Over the past several weeks, two key industry reports have indicated the glass is half empty. First, from Silicon Valley Bank’s State of the Wine Industry Report 2023, one writer recapped, “Younger consumers are not reaching for wine in anything like the older consumers did.” Many other writers conveyed similar points. Second, the 2023 Direct to Consumer Shipping Report by Sovos/ShipCompliant and WinesVines Analytics, resulted in headlines like “DTC wine volume and values fell in 2022.” While the points are both technically correct, looking deeper into the data provides positive highlights for the wine industry.
Looking at the DTC report, not enough focus was placed on the bubble the industry saw in DTC shipments during the pandemic. The below chart shows a linear trend since 2009. The industry saw abnormally large increases in DTC shipments, well above the trend line, driven by the pandemic. While consumer spending declined in 2022, it merely reverted to the pre-pandemic trend.
A key chart from the Silicon Valley Bank report also dealt with direct-to-consumer sales by age. The stated highlight is the lower interest in wine among younger consumers. However, demographic dynamics are a significant driver of that as the US population has aged over the same time frame significant fact that has to be considered is the changing demographics during this period. Additionally, the Baby Boomer generation has been the driving force of the wine industry growth over the past several decades.
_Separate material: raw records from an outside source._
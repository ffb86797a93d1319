//! Softcore Redux Daemon
//!
//! The only process that writes config files. Editors connect over TCP and
//! ask it to load, patch or save documents.

mod logging;
mod server;

use redux_core::DocumentService;
use redux_settings::{LoggingSettings, Settings};
use server::DaemonServer;
use std::error::Error;
use tracing::{error, info};

#[tokio::main]
async fn main() -> Result<(), Box<dyn Error + Send + Sync>> {
    let settings = match Settings::load().await {
        Ok(settings) => settings,
        Err(e) => {
            let _guard = logging::init(&LoggingSettings::default())?;
            error!("Failed to load settings: {}", e);
            return Err(e.into());
        }
    };
    let _log_guard = logging::init(&settings.logging)?;

    info!(
        "Starting Softcore Redux daemon v{}",
        env!("CARGO_PKG_VERSION")
    );

    let service = DocumentService::from_settings(&settings)?;
    info!(
        "Auto-load document: {}",
        service.default_document().display()
    );

    let server = DaemonServer::bind(&settings.daemon, service).await?;
    info!("IPC server listening on {}", server.local_addr()?);

    let server_task = tokio::spawn(server.run());

    tokio::select! {
        _ = tokio::signal::ctrl_c() => {
            info!("Received shutdown signal, initiating graceful shutdown...");
        }
        result = server_task => {
            if let Err(e) = result {
                error!("IPC server task failed: {}", e);
            }
        }
    }

    info!("Softcore Redux daemon shutdown completed");
    Ok(())
}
The concentration of DTC shipments in the 60+ age band is merely a continuation of this trend.
Importantly, looking at overall spending by age group (rather than the share of spend), every age group has been increasing its DTC spending over time, including the younger age groups.
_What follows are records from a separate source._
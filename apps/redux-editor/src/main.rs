//! Softcore Redux Editor
//!
//! Command line front end for the config editor. Opens a document through
//! the daemon (or in-process with `--local`), applies edits in order and
//! reports the result.

mod daemon;

use clap::Parser;
use redux_core::DocumentService;
use redux_document::{KeyPath, Value};
use redux_ipc::{IpcClient, IpcConfig};
use redux_settings::Settings;
use redux_ui::{
    fields, DocumentBackend, EditorController, FieldInput, IpcBackend, LocalBackend, Session,
    UiCommand, UiEvent,
};
use std::error::Error;
use std::sync::Arc;
use std::time::Duration;
use tracing::{debug, info};
use tracing_subscriber::EnvFilter;

type CliResult<T> = Result<T, Box<dyn Error + Send + Sync>>;

#[derive(Parser, Debug)]
#[command(name = "redux-editor", version)]
#[command(about = "Edit the Softcore Redux config without losing its comments")]
struct Args {
    /// Config file to open
    #[arg(long, value_name = "PATH", conflicts_with = "auto_load")]
    open: Option<String>,

    /// Open the configured default document (the default when --open is absent)
    #[arg(long)]
    auto_load: bool,

    /// Set a value, e.g. `otherTweaks.questChanges=false`; the value is JSON
    /// unless the path names a form field
    #[arg(long = "set", value_name = "PATH=VALUE")]
    sets: Vec<String>,

    /// Restore a value to what it was when the document was opened
    #[arg(long = "reset", value_name = "PATH")]
    resets: Vec<String>,

    /// Restore a whole section, e.g. `hideoutOptions`
    #[arg(long = "reset-section", value_name = "SECTION")]
    reset_sections: Vec<String>,

    /// Save the full document after applying edits
    #[arg(long)]
    save: bool,

    /// Print every form field with its current value
    #[arg(long)]
    list: bool,

    /// Work on the file in-process instead of through the daemon
    #[arg(long)]
    local: bool,

    /// Stay until the pending autosave has run
    #[arg(long)]
    wait_autosave: bool,

    /// Write the current settings (defaults plus overrides) and exit
    #[arg(long)]
    init_settings: bool,
}

#[tokio::main]
async fn main() -> CliResult<()> {
    let args = Args::parse();

    tracing_subscriber::fmt()
        .with_env_filter(EnvFilter::try_from_default_env().unwrap_or_else(|_| EnvFilter::new("warn")))
        .with_writer(std::io::stderr)
        .init();
    debug!("Starting redux-editor v{}", env!("CARGO_PKG_VERSION"));

    let settings = Settings::load().await?;

    if args.init_settings {
        let path = Settings::settings_path();
        settings.save_to_path(&path).await?;
        println!("Settings written to {}", path.display());
        return Ok(());
    }

    let backend = connect_backend(&settings, args.local).await?;
    let mut editor = EditorController::new(backend, &settings.editor);
    let outcome = run(&args, &mut editor, settings.editor.autosave_delay_ms).await;
    editor.shutdown().await?;
    outcome
}

async fn connect_backend(settings: &Settings, local: bool) -> CliResult<Arc<dyn DocumentBackend>> {
    if local {
        info!("Working without daemon");
        let service = DocumentService::from_settings(settings)?;
        return Ok(Arc::new(LocalBackend::new(service)));
    }

    daemon::ensure_daemon_running(settings).await?;
    let config = IpcConfig {
        request_timeout: Duration::from_millis(settings.daemon.ipc_request_timeout_ms),
        max_message_size: settings.daemon.ipc_max_frame_bytes,
        ..IpcConfig::default()
    };
    let client = IpcClient::connect_with_config(settings.daemon.daemon_socket.as_str(), config).await?;
    Ok(Arc::new(IpcBackend::new(client)))
}

async fn run(args: &Args, editor: &mut EditorController, autosave_delay_ms: u64) -> CliResult<()> {
    let open = match &args.open {
        Some(path) => UiCommand::Open { path: path.clone() },
        None => UiCommand::AutoLoad,
    };
    if let UiEvent::Opened { file_path } = request(editor, open).await? {
        println!("Opened {}", file_path);
    }

    for assignment in &args.sets {
        let command = set_command(assignment)?;
        request(editor, command).await?;
    }
    for path in &args.resets {
        let path = KeyPath::from(path.as_str());
        request(editor, UiCommand::ResetField { path }).await?;
    }
    for section in &args.reset_sections {
        request(
            editor,
            UiCommand::ResetSection {
                section: section.clone(),
            },
        )
        .await?;
    }

    if args.save {
        request(editor, UiCommand::Save).await?;
        println!("Saved");
    } else if args.wait_autosave && editor.with_session(Session::is_dirty).await == Some(true) {
        wait_for_autosave(editor, autosave_delay_ms).await?;
        println!("Autosaved");
    }

    if args.list {
        if let Some(listing) = editor.with_session(render_listing).await {
            print!("{}", listing);
        }
    }
    Ok(())
}

/// Send `command` and wait for the event that settles it.
async fn request(editor: &mut EditorController, command: UiCommand) -> CliResult<UiEvent> {
    debug!("Sending {:?}", command);
    editor.send_command(command)?;
    match editor.next_event().await {
        Some(UiEvent::Error { message, .. }) => Err(message.into()),
        Some(event) => Ok(event),
        None => Err("editor stopped unexpectedly".into()),
    }
}

/// `path=value`: form fields take control-style input, anything else JSON.
fn set_command(assignment: &str) -> CliResult<UiCommand> {
    let (raw_path, raw_value) = assignment
        .split_once('=')
        .ok_or_else(|| format!("expected PATH=VALUE, got '{}'", assignment))?;
    let path = KeyPath::from(raw_path.trim());

    if let Some((section, field)) = fields::find_by_path(&path) {
        let input = FieldInput::parse(field.widget, raw_value)?;
        return Ok(UiCommand::SetField {
            section: section.key.to_string(),
            field: field.key.to_string(),
            input,
        });
    }
    let value = Value::parse(raw_value)?;
    Ok(UiCommand::SetValue { path, value })
}

async fn wait_for_autosave(editor: &mut EditorController, autosave_delay_ms: u64) -> CliResult<()> {
    let limit = Duration::from_millis(autosave_delay_ms) + Duration::from_secs(30);
    match tokio::time::timeout(limit, editor.next_event()).await {
        Ok(Some(UiEvent::Saved { .. })) => Ok(()),
        Ok(Some(UiEvent::AutosaveFailed { message })) => Err(format!("Autosave failed: {}", message).into()),
        Ok(other) => Err(format!("unexpected editor event: {:?}", other).into()),
        Err(_) => Err("timed out waiting for autosave".into()),
    }
}

fn render_listing(session: &Session) -> String {
    let mut out = String::new();
    for section in fields::sections() {
        out.push_str(&format!("[{}] {}\n", section.key, section.label));
        for field in section.fields {
            let path = section.field_path(field);
            let value = session
                .value(&path)
                .map(|v| v.to_string())
                .unwrap_or_else(|| "<missing>".to_string());
            let marker = if session.is_field_changed(&path) { " *" } else { "" };
            out.push_str(&format!("  {} = {}{}\n", field.key, value, marker));
        }
    }
    out
}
Refining the data even more, the below chart shows DTC spending per capita by age band over time. Importantly, the per capita spending of 21 to 30 years old has been increasing at a faster rate versus the 61 to 70 age band. The over-70 age bands have seen the highest increases primarily driven by increasing population sizes in these age bands.
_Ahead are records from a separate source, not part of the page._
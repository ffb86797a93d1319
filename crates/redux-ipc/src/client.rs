//! Editor-side IPC client

use crate::{
    now_millis, read_ipc_message_cfg, write_ipc_message_cfg, DaemonRequest, DaemonResponse,
    IpcError, IpcMessage, IpcPayload, RequestId, MAX_MESSAGE_SIZE,
};
use redux_document::{KeyPath, Value};
use std::collections::HashMap;
use std::sync::atomic::{AtomicBool, Ordering};
use std::sync::Arc;
use tokio::io::{BufReader, BufWriter};
use tokio::net::{TcpStream, ToSocketAddrs};
use tokio::sync::{mpsc, oneshot, Mutex};
use tokio::time::{timeout, Duration};
use tracing::{debug, warn};

const DEFAULT_REQUEST_TIMEOUT: Duration = Duration::from_secs(30);
const CONNECT_RETRIES: usize = 3;

/// IPC client configuration
#[derive(Debug, Clone)]
pub struct IpcConfig {
    pub request_timeout: Duration,
    pub max_message_size: u32,
    pub max_pending_requests: usize,
}

impl Default for IpcConfig {
    fn default() -> Self {
        Self {
            request_timeout: DEFAULT_REQUEST_TIMEOUT,
            max_message_size: MAX_MESSAGE_SIZE,
            max_pending_requests: 10_000,
        }
    }
}

type PendingMap = HashMap<RequestId, oneshot::Sender<Result<DaemonResponse, IpcError>>>;

/// Connection to the daemon. Requests are multiplexed over one socket and
/// matched to responses by [`RequestId`].
pub struct IpcClient {
    sender: mpsc::UnboundedSender<IpcMessage>,
    pending_requests: Arc<Mutex<PendingMap>>,
    connected: Arc<AtomicBool>,
    config: IpcConfig,
}

impl IpcClient {
    pub async fn connect<A: ToSocketAddrs + Clone>(socket_addr: A) -> Result<Self, IpcError> {
        Self::connect_with_config(socket_addr, IpcConfig::default()).await
    }

    /// Connect with explicit configuration and verify the link with a ping.
    pub async fn connect_with_config<A: ToSocketAddrs + Clone>(
        socket_addr: A,
        config: IpcConfig,
    ) -> Result<Self, IpcError> {
        let stream = Self::connect_with_retry(socket_addr, CONNECT_RETRIES)
            .await
            .map_err(|e| IpcError::ConnectionFailed(format!("Failed to connect: {}", e)))?;

        let (sender, receiver) = mpsc::unbounded_channel::<IpcMessage>();
        let client = Self {
            sender,
            pending_requests: Arc::new(Mutex::new(HashMap::new())),
            connected: Arc::new(AtomicBool::new(true)),
            config,
        };
        client.start_connection_handler(stream, receiver);

        match timeout(Duration::from_secs(5), client.ping()).await {
            Ok(Ok(())) => Ok(client),
            Ok(Err(e)) => Err(IpcError::ConnectionFailed(format!("Ping failed: {}", e))),
            Err(_) => Err(IpcError::ConnectionFailed("Connection timeout".to_string())),
        }
    }

    /// Attempt connection with exponential backoff
    async fn connect_with_retry<A: ToSocketAddrs + Clone>(
        socket_addr: A,
        max_retries: usize,
    ) -> Result<TcpStream, IpcError> {
        let mut delay = Duration::from_millis(100);
        let mut attempt = 0;
        loop {
            attempt += 1;
            match TcpStream::connect(socket_addr.clone()).await {
                Ok(stream) => {
                    stream.set_nodelay(true)?;
                    return Ok(stream);
                }
                Err(e) if attempt >= max_retries => return Err(IpcError::IoError(e)),
                Err(e) => {
                    debug!(attempt, error = %e, "connect failed, retrying");
                    tokio::time::sleep(delay).await;
                    delay = std::cmp::min(delay * 2, Duration::from_secs(5));
                }
            }
        }
    }

    fn start_connection_handler(
        &self,
        stream: TcpStream,
        mut receiver: mpsc::UnboundedReceiver<IpcMessage>,
    ) {
        let (read_stream, write_stream) = stream.into_split();
        let mut reader = BufReader::new(read_stream);
        let mut writer = BufWriter::new(write_stream);
        let max_frame = self.config.max_message_size;

        let writer_task = tokio::spawn(async move {
            while let Some(message) = receiver.recv().await {
                if let Err(e) = write_ipc_message_cfg(&mut writer, &message, max_frame).await {
                    warn!("IPC write error: {}", e);
                    break;
                }
            }
        });

        let pending = Arc::clone(&self.pending_requests);
        let reader_task = tokio::spawn(async move {
            loop {
                match read_ipc_message_cfg(&mut reader, max_frame).await {
                    Ok(message) => Self::handle_message(message, &pending).await,
                    Err(e) => {
                        debug!("IPC read loop ended: {}", e);
                        break;
                    }
                }
            }
        });

        // Supervisor: once either half stops, the connection is dead and
        // every waiter is released.
        let pending = Arc::clone(&self.pending_requests);
        let connected = Arc::clone(&self.connected);
        tokio::spawn(async move {
            tokio::select! {
                _ = writer_task => {},
                _ = reader_task => {},
            }
            connected.store(false, Ordering::SeqCst);
            for (_, waiter) in pending.lock().await.drain() {
                let _ = waiter.send(Err(IpcError::ChannelClosed));
            }
        });
    }

    async fn handle_message(message: IpcMessage, pending: &Arc<Mutex<PendingMap>>) {
        match message.payload {
            IpcPayload::Response(response) => {
                if let Some(waiter) = pending.lock().await.remove(&message.id) {
                    let _ = waiter.send(Ok(response));
                }
            }
            other => debug!("ignoring unexpected payload from daemon: {:?}", other),
        }
    }

    pub fn is_connected(&self) -> bool {
        self.connected.load(Ordering::SeqCst)
    }

    /// Send a request and wait for its response or the request timeout.
    /// A timed-out request is cancelled on the daemon.
    pub async fn request(&self, request: DaemonRequest) -> Result<DaemonResponse, IpcError> {
        let (id, rx) = self.start_request(request).await?;
        match timeout(self.config.request_timeout, rx).await {
            Ok(Ok(resp)) => resp,
            Ok(Err(_)) => Err(IpcError::ChannelClosed),
            Err(_) => {
                // the daemon may still be queued on this request; stop it
                // from completing after the caller has given up
                if let Err(e) = self.cancel(id).await {
                    debug!(request_id = %id, "cancel after timeout not sent: {}", e);
                }
                Err(IpcError::Timeout)
            }
        }
    }

    /// Send a request and return its id together with the response receiver.
    pub async fn start_request(
        &self,
        request: DaemonRequest,
    ) -> Result<(RequestId, oneshot::Receiver<Result<DaemonResponse, IpcError>>), IpcError> {
        let id = RequestId::new();
        let (response_tx, response_rx) = oneshot::channel();

        {
            let mut pending = self.pending_requests.lock().await;
            if pending.len() >= self.config.max_pending_requests {
                return Err(IpcError::Backpressure);
            }
            pending.insert(id, response_tx);
        }

        let message = IpcMessage {
            id,
            deadline_millis: now_millis() + self.config.request_timeout.as_millis() as u64,
            payload: IpcPayload::Request(request),
        };
        if self.sender.send(message).is_err() {
            self.pending_requests.lock().await.remove(&id);
            return Err(IpcError::ChannelClosed);
        }
        Ok((id, response_rx))
    }

    /// Resolve the local waiter with `Cancelled` and ask the daemon to abort.
    pub async fn cancel(&self, request_id: RequestId) -> Result<(), IpcError> {
        if let Some(waiter) = self.pending_requests.lock().await.remove(&request_id) {
            let _ = waiter.send(Err(IpcError::Cancelled));
        }

        let message = IpcMessage {
            id: RequestId::new(),
            deadline_millis: now_millis() + 5_000,
            payload: IpcPayload::Cancel(request_id),
        };
        self.sender
            .send(message)
            .map_err(|_| IpcError::ChannelClosed)
    }

    pub async fn ping(&self) -> Result<(), IpcError> {
        match self.request(DaemonRequest::Ping).await? {
            DaemonResponse::Pong => Ok(()),
            other => Err(unexpected(other)),
        }
    }

    /// Returns the canonical path and raw text.
    pub async fn open_document(&self, path: &str) -> Result<(String, String), IpcError> {
        let request = DaemonRequest::OpenDocument {
            path: path.to_string(),
        };
        match self.request(request).await? {
            DaemonResponse::DocumentOpened { file_path, text } => Ok((file_path, text)),
            other => Err(unexpected(other)),
        }
    }

    pub async fn auto_load(&self) -> Result<(String, String), IpcError> {
        match self.request(DaemonRequest::AutoLoad).await? {
            DaemonResponse::DocumentOpened { file_path, text } => Ok((file_path, text)),
            other => Err(unexpected(other)),
        }
    }

    pub async fn patch_value(
        &self,
        file_path: &str,
        path: &KeyPath,
        value: &Value,
    ) -> Result<(), IpcError> {
        let request = DaemonRequest::PatchValue {
            file_path: file_path.to_string(),
            path: path.clone(),
            value: value.clone(),
        };
        match self.request(request).await? {
            DaemonResponse::Patched => Ok(()),
            other => Err(unexpected(other)),
        }
    }

    pub async fn save_document(&self, file_path: &str, text: &str) -> Result<(), IpcError> {
        let request = DaemonRequest::SaveDocument {
            file_path: file_path.to_string(),
            text: text.to_string(),
        };
        match self.request(request).await? {
            DaemonResponse::Saved => Ok(()),
            other => Err(unexpected(other)),
        }
    }
}

/// Daemon-reported errors become [`IpcError::Remote`]; anything else is a
/// protocol mismatch.
fn unexpected(response: DaemonResponse) -> IpcError {
    match response {
        DaemonResponse::Error { kind, message } => IpcError::Remote { kind, message },
        other => IpcError::UnexpectedResponse(format!("{:?}", other)),
    }
}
Overall, the wine industry is likely in better shape than recent headlines might indicate. However, some headwinds need to be addressed in an evolving market – in particular, the economic situation faced by younger consumers, as exemplified in a recent Buzzfeed article:
- “Their Way Of Life Is No Longer Available”: People In Their 20s And 30s Are Sharing The Realities They Wish Their Parents Understood…. “I wish they understood how the definition of ‘success’ has changed. My folks lived on one teacher’s salary, bought a home and cars, raised three children, had no student loan debt, and retired at 65. That way of life is no longer available to future generations.”
Leveraging history as a guide, while the industry saw significant declines in the 1980s, – this decade introduced Wine Coolers and White Zinfandel, introductory products that ultimately brought the Baby Boomers into the industry, seeding the growth in the 1990s and beyond.
There are several steps the wine industry can take to help further entice consumers to the category:
- For young consumers, pricing is a limitation which is a problem for the Wine industry – in 2022 the average price of a serving of Wine at retail was $2.29,$1.38 for Beer, and $1.12 for Spirits. Wine need not lower prices but needs to communicate value better.
- With Spirits the growth driver of the industry over the past five years, another option is to create new products to compete with these key drivers: Tequila and RTDs. This is easier to say than do but would be akin to the introductory offerings of the 1980s, Wine Coolers and White Zinfandel, that helped trigger the success of the 1990s.
- A third option is to focus on the link that drove wine beginning in the 1990s – wine was a meal accompaniment. In the 1990s, this meant more traditional varietals wines that paired well with European cuisine. Today, pairings need to appeal to the more diverse younger demographic with similarly diverse food tastes, likely requiring a different varietal focus.
The wine glass is indeed half full. The industry only needs to find ways to fill it further.